Nous avons rencontrré Salem Ayari et Samir Sedik, respectivement coordinateur national et responsable du gouvernorat de Nabeul de l'Union des diplomés chomeurs. Il nous livre un bilan très critique de l'action des gouvernements en place depuis l'éléction de l'assemblée constituante.
On a beaucoup entendu parler de l'Union des diplômés chômeurs pendant les trois dernières années. Pourriez-vous nous en dire plus sur cette organisation ?
il s'agit d'un regroupement de chômeur, ayant pour la plupart une expérience au sein de l'UGET. Pour bien comprendre sa genèse il faut savoir que le chômage des jeunes atteignait 18% de la population active en 2011 et s'élève à 25% aujourd’hui. C'est dire le poids des chômeurs dans notre société. J'ai pour ma part été diplômé en 2004 et comme de nombreux jeunes je n'ai pas réussi à accéder au marché de l'emploi. Comme l'avenir semblait bouché pour nous, nous avons décidé en 2006 de créer une organisation pour faire valoir notre droit au travail. Comme les étudiants et les travailleurs et les étudiants ont leur organisation, il est normal que nous ayons la nôtre.

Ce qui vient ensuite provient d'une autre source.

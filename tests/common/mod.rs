//! Shared fakes for integration tests.
//!
//! Each integration test file compiles common/ as its own module, so not
//! every helper is used in every file.
#![allow(dead_code)]

use std::collections::{HashSet, VecDeque};
use std::sync::Mutex;
use std::time::Duration;

use async_trait::async_trait;
use serde_json::Value;

use browser_pilot::coords::{Pixel, Viewport};
use browser_pilot::error::{BrowserError, InferenceError};
use browser_pilot::types::{Args, Screenshot, Segment, Turn};
use browser_pilot::{
    BrowserSession, Candidate, Conversation, ExecutorSettings, InferenceClient, LoopOptions,
    ModelResponse, SessionFactory,
};

/// Replays canned responses in order, then `fallback` forever (or an error).
pub struct ScriptedClient {
    responses: Mutex<VecDeque<Result<ModelResponse, InferenceError>>>,
    fallback: Option<ModelResponse>,
    seen: Mutex<Vec<Conversation>>,
}

impl ScriptedClient {
    pub fn new(responses: Vec<ModelResponse>) -> Self {
        Self {
            responses: Mutex::new(responses.into_iter().map(Ok).collect()),
            fallback: None,
            seen: Mutex::new(Vec::new()),
        }
    }

    pub fn failing(err: InferenceError) -> Self {
        Self {
            responses: Mutex::new(VecDeque::from([Err(err)])),
            fallback: None,
            seen: Mutex::new(Vec::new()),
        }
    }

    pub fn repeating(response: ModelResponse) -> Self {
        Self {
            responses: Mutex::new(VecDeque::new()),
            fallback: Some(response),
            seen: Mutex::new(Vec::new()),
        }
    }

    /// Every conversation the client was asked about, in call order.
    pub fn seen(&self) -> Vec<Conversation> {
        self.seen.lock().unwrap().clone()
    }

    pub fn calls(&self) -> usize {
        self.seen.lock().unwrap().len()
    }
}

#[async_trait]
impl InferenceClient for ScriptedClient {
    async fn generate(&self, conversation: &Conversation) -> Result<ModelResponse, InferenceError> {
        self.seen.lock().unwrap().push(conversation.clone());
        if let Some(next) = self.responses.lock().unwrap().pop_front() {
            return next;
        }
        self.fallback
            .clone()
            .ok_or_else(|| InferenceError::Decode("script exhausted".into()))
    }
}

pub fn args(value: Value) -> Args {
    match value {
        Value::Object(map) => map,
        other => panic!("args must be an object, got {other}"),
    }
}

pub fn request(name: &str, value: Value) -> Segment {
    Segment::ActionRequest {
        name: name.to_string(),
        args: args(value),
        signature: None,
    }
}

pub fn reply(segments: Vec<Segment>) -> ModelResponse {
    ModelResponse {
        candidate: Some(Candidate {
            turn: Turn::responder(segments),
            malformed: false,
        }),
    }
}

pub fn text_reply(text: &str) -> ModelResponse {
    reply(vec![Segment::Text(text.to_string())])
}

pub fn malformed_reply() -> ModelResponse {
    ModelResponse {
        candidate: Some(Candidate {
            turn: Turn::responder(Vec::new()),
            malformed: true,
        }),
    }
}

pub fn no_candidates() -> ModelResponse {
    ModelResponse { candidate: None }
}

/// A browser that records every primitive it is asked to perform.
pub struct RecordingSession {
    log: Mutex<Vec<String>>,
    url: Mutex<String>,
    shots: Mutex<u8>,
    failing: HashSet<&'static str>,
    viewport: Viewport,
}

impl RecordingSession {
    pub fn new() -> Self {
        Self {
            log: Mutex::new(Vec::new()),
            url: Mutex::new("about:blank".to_string()),
            shots: Mutex::new(0),
            failing: HashSet::new(),
            viewport: Viewport::default(),
        }
    }

    /// Primitives named here (`click`, `navigate`, ...) fail.
    pub fn failing_on(operations: &[&'static str]) -> Self {
        Self {
            failing: operations.iter().copied().collect(),
            ..Self::new()
        }
    }

    pub fn log(&self) -> Vec<String> {
        self.log.lock().unwrap().clone()
    }

    /// Log entries without the settle/capture bookkeeping.
    pub fn inputs(&self) -> Vec<String> {
        self.log()
            .into_iter()
            .filter(|entry| !matches!(entry.as_str(), "wait" | "screenshot" | "url"))
            .collect()
    }

    pub fn screenshots_taken(&self) -> usize {
        self.log().iter().filter(|entry| *entry == "screenshot").count()
    }

    fn record(&self, operation: &'static str, entry: String) -> Result<(), BrowserError> {
        self.log.lock().unwrap().push(entry);
        if self.failing.contains(operation) {
            return Err(BrowserError::Input(format!("{operation} failed")));
        }
        Ok(())
    }
}

#[async_trait]
impl BrowserSession for RecordingSession {
    fn viewport(&self) -> Viewport {
        self.viewport
    }

    async fn mouse_move(&self, at: Pixel) -> Result<(), BrowserError> {
        self.record("mouse_move", format!("move {},{}", at.x, at.y))
    }

    async fn mouse_down(&self, at: Pixel) -> Result<(), BrowserError> {
        self.record("mouse_down", format!("down {},{}", at.x, at.y))
    }

    async fn mouse_up(&self, at: Pixel) -> Result<(), BrowserError> {
        self.record("mouse_up", format!("up {},{}", at.x, at.y))
    }

    async fn click(&self, at: Pixel) -> Result<(), BrowserError> {
        self.record("click", format!("click {},{}", at.x, at.y))
    }

    async fn wheel(&self, at: Pixel, delta_x: i64, delta_y: i64) -> Result<(), BrowserError> {
        self.record(
            "wheel",
            format!("wheel {},{} {delta_x},{delta_y}", at.x, at.y),
        )
    }

    async fn key_down(&self, key: &str) -> Result<(), BrowserError> {
        self.record("key_down", format!("key_down {key}"))
    }

    async fn key_up(&self, key: &str) -> Result<(), BrowserError> {
        self.record("key_up", format!("key_up {key}"))
    }

    async fn key_press(&self, key: &str) -> Result<(), BrowserError> {
        self.record("key_press", format!("key_press {key}"))
    }

    async fn type_text(&self, text: &str) -> Result<(), BrowserError> {
        self.record("type_text", format!("type {text}"))
    }

    async fn scroll_by(&self, delta_x: i64, delta_y: i64) -> Result<(), BrowserError> {
        self.record("scroll_by", format!("scroll_by {delta_x},{delta_y}"))
    }

    async fn navigate(&self, url: &str) -> Result<(), BrowserError> {
        self.record("navigate", format!("navigate {url}"))?;
        *self.url.lock().unwrap() = url.to_string();
        Ok(())
    }

    async fn go_back(&self) -> Result<(), BrowserError> {
        self.record("go_back", "go_back".to_string())
    }

    async fn go_forward(&self) -> Result<(), BrowserError> {
        self.record("go_forward", "go_forward".to_string())
    }

    async fn wait_for_load(&self) -> Result<(), BrowserError> {
        self.record("wait_for_load", "wait".to_string())
    }

    async fn screenshot(&self) -> Result<Screenshot, BrowserError> {
        self.log.lock().unwrap().push("screenshot".to_string());
        if self.failing.contains("screenshot") {
            return Err(BrowserError::Screenshot("capture failed".into()));
        }
        let mut shots = self.shots.lock().unwrap();
        *shots = shots.wrapping_add(1);
        Ok(Screenshot::png(vec![0x89, b'P', b'N', b'G', *shots]))
    }

    async fn current_url(&self) -> Result<String, BrowserError> {
        self.log.lock().unwrap().push("url".to_string());
        Ok(self.url.lock().unwrap().clone())
    }
}

/// Hands out fresh [`RecordingSession`]s.
pub struct FakeLauncher;

#[async_trait]
impl SessionFactory for FakeLauncher {
    async fn open(&self) -> Result<Box<dyn BrowserSession>, BrowserError> {
        Ok(Box::new(RecordingSession::new()))
    }
}

/// Executor settings without real-time waits.
pub fn instant_settings() -> ExecutorSettings {
    ExecutorSettings {
        settle_delay: Duration::ZERO,
        wait_duration: Duration::ZERO,
        ..ExecutorSettings::default()
    }
}

pub fn loop_options(max_turns: usize) -> LoopOptions {
    LoopOptions {
        max_turns,
        executor: instant_settings(),
        ..LoopOptions::default()
    }
}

Sous Ben Ali de petites cellules clandestines ont été créé et nous nous sommes joints aux différentes luttes, notamment celle de mineurs de Gafsa. Nous avons alors pris conscience par notre militantisme et nos liens avec les autres organisations en lutte du poids du clientélisme dans ce pays. Le fait d'avoir de la famille ou un ami haut placé au RCD, tout comme le fait de verser un pot de vin à un responsable du régime donne accès un meilleur emploi tandis ce que les meilleures formations restent sans débouchés. Le régime a proposé en 2008, au moment où nous commencions à nous développer, des postes de professeur dans la fonction publique à nos leadeurs. Face à un gouvernement corrompu dont le seul but était de conserver le pouvoir, ce clientélisme était aussi un moyen d’acheter la paix sociale.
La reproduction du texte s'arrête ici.